I hope to back to a regular weekly schedule next week with Schull Community College on Mondays, CoAction Skibbereen on Tuesdays, the club in Bantry on Wednesdays, Goleen on Thursdays and Fridays. There is the possibility of an after school session at the girls secondary school in Skibbereen on Tuesdays as well but I will have to wait and see.
This weekend we have the Munster Club League and we are putting a team of Mair, Niall O’Driscoll and Erik Olsson. Hopefully this will give them a chance to prepare for the Irish Junior Classification the following weekend. James was going to play but after his results at the Irish Senior Classification he has been called up for an Irish National Squad training camp on Sunday. He had to think long and hard about whether he was going to take up the invite due to all the issues outlined in the earlier paragraphs. It is unlikely he will get any kind of team selection this season as a first year junior but he has agreed to put in an appearance. His training and competition program didn’t include any Irish Camps and I think it might well be unproductive for him to spend so much of his time and budget on going up and down to Dublin rather than competing abroad, but we will wait and see.
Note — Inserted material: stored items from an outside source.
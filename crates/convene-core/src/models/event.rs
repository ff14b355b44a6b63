use std::fmt;
use std::str::FromStr;

use chrono::{DateTime, Duration, Utc};
use serde::{Deserialize, Serialize};

#[derive(Debug, Clone, Copy, PartialEq, Eq, Hash, Default, Serialize, Deserialize)]
#[serde(rename_all = "lowercase")]
pub enum EventCategory {
    Conference,
    Workshop,
    Panel,
    Networking,
    Keynote,
    Exhibition,
    Social,
    #[default]
    Other,
}

impl EventCategory {
    pub const ALL: [EventCategory; 8] = [
        EventCategory::Conference,
        EventCategory::Workshop,
        EventCategory::Panel,
        EventCategory::Networking,
        EventCategory::Keynote,
        EventCategory::Exhibition,
        EventCategory::Social,
        EventCategory::Other,
    ];

    pub fn as_str(&self) -> &'static str {
        match self {
            EventCategory::Conference => "conference",
            EventCategory::Workshop => "workshop",
            EventCategory::Panel => "panel",
            EventCategory::Networking => "networking",
            EventCategory::Keynote => "keynote",
            EventCategory::Exhibition => "exhibition",
            EventCategory::Social => "social",
            EventCategory::Other => "other",
        }
    }
}

impl fmt::Display for EventCategory {
    fn fmt(&self, f: &mut fmt::Formatter<'_>) -> fmt::Result {
        f.write_str(self.as_str())
    }
}

impl FromStr for EventCategory {
    type Err = String;

    fn from_str(s: &str) -> Result<Self, Self::Err> {
        let lower = s.trim().to_ascii_lowercase();
        EventCategory::ALL
            .into_iter()
            .find(|c| c.as_str() == lower)
            .ok_or_else(|| format!("unknown category '{}'", s))
    }
}

#[derive(Debug, Clone, Copy, PartialEq, Eq, PartialOrd, Ord, Hash, Default, Serialize, Deserialize)]
#[serde(rename_all = "lowercase")]
pub enum Priority {
    Low,
    #[default]
    Medium,
    High,
}

impl fmt::Display for Priority {
    fn fmt(&self, f: &mut fmt::Formatter<'_>) -> fmt::Result {
        match self {
            Priority::Low => write!(f, "low"),
            Priority::Medium => write!(f, "medium"),
            Priority::High => write!(f, "high"),
        }
    }
}

impl FromStr for Priority {
    type Err = String;

    fn from_str(s: &str) -> Result<Self, Self::Err> {
        match s.trim().to_ascii_lowercase().as_str() {
            "low" => Ok(Priority::Low),
            "medium" => Ok(Priority::Medium),
            "high" => Ok(Priority::High),
            _ => Err(format!("unknown priority '{}'", s)),
        }
    }
}

#[derive(Debug, Clone, PartialEq, Eq, Default, Serialize, Deserialize)]
pub struct Speaker {
    #[serde(default)]
    pub name: Option<String>,
    #[serde(default)]
    pub bio: Option<String>,
    #[serde(default)]
    pub photo: Option<String>,
}

fn default_duration() -> u32 {
    60
}

fn default_capacity() -> u32 {
    100
}

fn default_true() -> bool {
    true
}

#[derive(Debug, Clone, PartialEq, Serialize, Deserialize)]
#[serde(rename_all = "camelCase")]
pub struct Event {
    #[serde(rename = "_id")]
    pub id: String,
    pub title: String,
    #[serde(default)]
    pub description: String,
    pub date: DateTime<Utc>,
    #[serde(default)]
    pub location: String,
    #[serde(default)]
    pub category: EventCategory,
    /// Minutes
    #[serde(default = "default_duration")]
    pub duration: u32,
    #[serde(default = "default_capacity")]
    pub capacity: u32,
    #[serde(default)]
    pub registered_count: u32,
    #[serde(default)]
    pub tags: Vec<String>,
    #[serde(default, skip_serializing_if = "Option::is_none")]
    pub speaker: Option<Speaker>,
    #[serde(default = "default_true")]
    pub is_active: bool,
    #[serde(default)]
    pub priority: Priority,
    #[serde(default, skip_serializing_if = "Option::is_none")]
    pub created_at: Option<DateTime<Utc>>,
    #[serde(default, skip_serializing_if = "Option::is_none")]
    pub updated_at: Option<DateTime<Utc>>,
}

impl Event {
    pub fn ends_at(&self) -> DateTime<Utc> {
        self.date + Duration::minutes(i64::from(self.duration))
    }

    pub fn seats_remaining(&self) -> u32 {
        self.capacity.saturating_sub(self.registered_count)
    }

    pub fn is_full(&self) -> bool {
        self.seats_remaining() == 0
    }

    pub fn speaker_name(&self) -> Option<&str> {
        self.speaker.as_ref().and_then(|s| s.name.as_deref())
    }

    pub fn formatted_date(&self) -> String {
        self.date.format("%b %d, %Y").to_string()
    }

    /// Compact date/time for list view: "Jan 26 5p", "Jan 26 9:30a"
    pub fn formatted_datetime_short(&self) -> String {
        let hour = self.date.format("%I").to_string().trim_start_matches('0').to_string();
        let minute = self.date.format("%M").to_string();
        let ampm = if self.date.format("%p").to_string() == "PM" { 'p' } else { 'a' };
        if minute == "00" {
            format!("{} {}{}", self.date.format("%b %d"), hour, ampm)
        } else {
            format!("{} {}:{}{}", self.date.format("%b %d"), hour, minute, ampm)
        }
    }

    /// Whether the title, description, or (optionally) location contain `needle`, ignoring case.
    pub fn mentions(&self, needle: &str, include_location: bool) -> bool {
        let needle = needle.to_lowercase();
        self.title.to_lowercase().contains(&needle)
            || self.description.to_lowercase().contains(&needle)
            || (include_location && self.location.to_lowercase().contains(&needle))
    }
}

/// Body for `POST /events`. Omitted fields take the server defaults.
#[derive(Debug, Clone, PartialEq, Serialize, Deserialize)]
#[serde(rename_all = "camelCase")]
pub struct NewEvent {
    pub title: String,
    pub description: String,
    pub date: DateTime<Utc>,
    pub location: String,
    #[serde(default, skip_serializing_if = "Option::is_none")]
    pub category: Option<EventCategory>,
    #[serde(default, skip_serializing_if = "Option::is_none")]
    pub duration: Option<u32>,
    #[serde(default, skip_serializing_if = "Option::is_none")]
    pub capacity: Option<u32>,
    #[serde(default, skip_serializing_if = "Vec::is_empty")]
    pub tags: Vec<String>,
    #[serde(default, skip_serializing_if = "Option::is_none")]
    pub speaker: Option<Speaker>,
    #[serde(default, skip_serializing_if = "Option::is_none")]
    pub priority: Option<Priority>,
}

/// Body for `PUT /events/:id`. Only set fields are sent.
#[derive(Debug, Clone, Default, PartialEq, Serialize, Deserialize)]
#[serde(rename_all = "camelCase")]
pub struct EventUpdate {
    #[serde(default, skip_serializing_if = "Option::is_none")]
    pub title: Option<String>,
    #[serde(default, skip_serializing_if = "Option::is_none")]
    pub description: Option<String>,
    #[serde(default, skip_serializing_if = "Option::is_none")]
    pub date: Option<DateTime<Utc>>,
    #[serde(default, skip_serializing_if = "Option::is_none")]
    pub location: Option<String>,
    #[serde(default, skip_serializing_if = "Option::is_none")]
    pub category: Option<EventCategory>,
    #[serde(default, skip_serializing_if = "Option::is_none")]
    pub duration: Option<u32>,
    #[serde(default, skip_serializing_if = "Option::is_none")]
    pub capacity: Option<u32>,
    #[serde(default, skip_serializing_if = "Option::is_none")]
    pub is_active: Option<bool>,
    #[serde(default, skip_serializing_if = "Option::is_none")]
    pub priority: Option<Priority>,
}

#[cfg(test)]
mod tests {
    use super::*;
    use chrono::TimeZone;

    fn sample_json() -> &'static str {
        r#"{
            "_id": "665f1c2e9b1e8a0012a4b001",
            "title": "Opening Keynote",
            "description": "Welcome to the convention",
            "date": "2026-05-01T17:00:00.000Z",
            "location": "Main Hall",
            "category": "keynote",
            "capacity": 500,
            "registeredCount": 500,
            "tags": ["welcome"],
            "speaker": {"name": "Ada Lovelace"},
            "createdAt": "2026-01-10T12:00:00.000Z"
        }"#
    }

    #[test]
    fn test_parse_event_with_defaults() {
        let event: Event = serde_json::from_str(sample_json()).unwrap();

        assert_eq!(event.id, "665f1c2e9b1e8a0012a4b001");
        assert_eq!(event.category, EventCategory::Keynote);
        assert_eq!(event.duration, 60);
        assert!(event.is_active);
        assert_eq!(event.priority, Priority::Medium);
        assert_eq!(event.speaker_name(), Some("Ada Lovelace"));
        assert!(event.is_full());
        assert_eq!(event.date, Utc.with_ymd_and_hms(2026, 5, 1, 17, 0, 0).unwrap());
        assert_eq!(event.ends_at(), Utc.with_ymd_and_hms(2026, 5, 1, 18, 0, 0).unwrap());
    }

    #[test]
    fn test_event_serializes_with_wire_names() {
        let event: Event = serde_json::from_str(sample_json()).unwrap();
        let json = serde_json::to_value(&event).unwrap();

        assert_eq!(json["_id"], "665f1c2e9b1e8a0012a4b001");
        assert_eq!(json["registeredCount"], 500);
        assert_eq!(json["isActive"], true);
        assert!(json.get("updatedAt").is_none());
    }

    #[test]
    fn test_category_from_str() {
        assert_eq!("Workshop".parse::<EventCategory>().unwrap(), EventCategory::Workshop);
        assert_eq!(" social ".parse::<EventCategory>().unwrap(), EventCategory::Social);
        assert!("party".parse::<EventCategory>().is_err());
    }

    #[test]
    fn test_priority_from_str() {
        assert_eq!("HIGH".parse::<Priority>(), Ok(Priority::High));
        assert_eq!(" low ".parse::<Priority>(), Ok(Priority::Low));
        assert!("urgent".parse::<Priority>().is_err());
    }

    #[test]
    fn test_formatted_datetime_short() {
        let mut event: Event = serde_json::from_str(sample_json()).unwrap();
        assert_eq!(event.formatted_datetime_short(), "May 01 5p");

        event.date = Utc.with_ymd_and_hms(2026, 1, 26, 9, 30, 0).unwrap();
        assert_eq!(event.formatted_datetime_short(), "Jan 26 9:30a");
        assert_eq!(event.formatted_date(), "Jan 26, 2026");
    }

    #[test]
    fn test_mentions() {
        let event: Event = serde_json::from_str(sample_json()).unwrap();
        assert!(event.mentions("KEYNOTE", false));
        assert!(event.mentions("welcome", false));
        assert!(!event.mentions("main hall", false));
        assert!(event.mentions("main hall", true));
    }

    #[test]
    fn test_event_update_only_sends_set_fields() {
        let update = EventUpdate {
            capacity: Some(250),
            ..Default::default()
        };
        assert_eq!(serde_json::to_string(&update).unwrap(), r#"{"capacity":250}"#);
    }
}
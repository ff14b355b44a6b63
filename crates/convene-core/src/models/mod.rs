//! Data models for convention entities.
//!
//! This module contains the records exchanged with the backend:
//!
//! - `Event`, `NewEvent`, `EventUpdate`: schedule entries and their write bodies
//! - `Announcement`, `NewAnnouncement`: organizer notices
//! - `FavoriteEvent`, `FavoriteStatus`: per-user favorites
//! - `Ticket`, `CheckinResponse`: ticket check-in
//! - `User`, `AuthResponse`, `VerifyResponse`, `RegistrationForm`: accounts
//! - `Profile`, `ProfileUpdate`: the signed-in user's editable record

pub mod announcement;
pub mod event;
pub mod favorite;
pub mod ticket;
pub mod user;

use serde::{Deserialize, Serialize};

pub use announcement::{Announcement, NewAnnouncement};
pub use event::{Event, EventCategory, EventUpdate, NewEvent, Priority, Speaker};
pub use favorite::{AddFavoriteResponse, FavoriteEvent, FavoriteStatus};
pub use ticket::{ticket_id_from_scan, CheckinResponse, Ticket};
pub use user::{AuthResponse, Profile, ProfileUpdate, RegistrationForm, User, VerifyResponse};

/// Plain `{"message": ...}` acknowledgement returned by delete-style endpoints.
#[derive(Debug, Clone, PartialEq, Eq, Serialize, Deserialize)]
pub struct MessageResponse {
    #[serde(default)]
    pub message: String,
}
Mair and James will be joining Ael Y Bryn TTC with Beth and Kate Roberts for the Welsh Team Championships in Cardiff, with the first leg on the first weekend in October. They are playing in Division 1 and the event is for mixed teams and for junior and senior teams. Mair will have a busy October as she will fly out to the UK on the 16th October to play in the Junior British League Premier Division with a Munster representative team from Kinneigh TTC of Kerry O’Mahoney and Shelley Tobin. With at least 7 of the players entering the first Munster Ranking on the 26th/27th September we have a pretty full schedule ahead.
The last thing I wanted to talk about was coaching the very young. At my last training I have a lad who is 6yrs old and who came fairly regularly last season once a week. He took a place at the summer camp this year and I was a bit worried as his concentration and ability were both on the low side of things. That first session was great, as something must have clicked with him, maybe it was the summer camp and maybe it is just he is now older but rather than hitting 50% of the shots and not able to adjust his technique under instruction he was hitting 80/90% and adjusted those things I asked of him. It is a real buzz for me to see things fall into a place, especially when it is so frustrating when they don’t! I have no idea if that was just a once off but I am looking forward to seeing if we can build on that at the next session. I think it is instances like that which define me as a development coach. I do enjoy the intensity and challenge of high performance training and competition but helping a youngster to experience our sport for the first time by playing rallies and hitting targets gives me just as much a sense of joy as the higher end of the sport and maybe due to the innocence of it, a little bit more.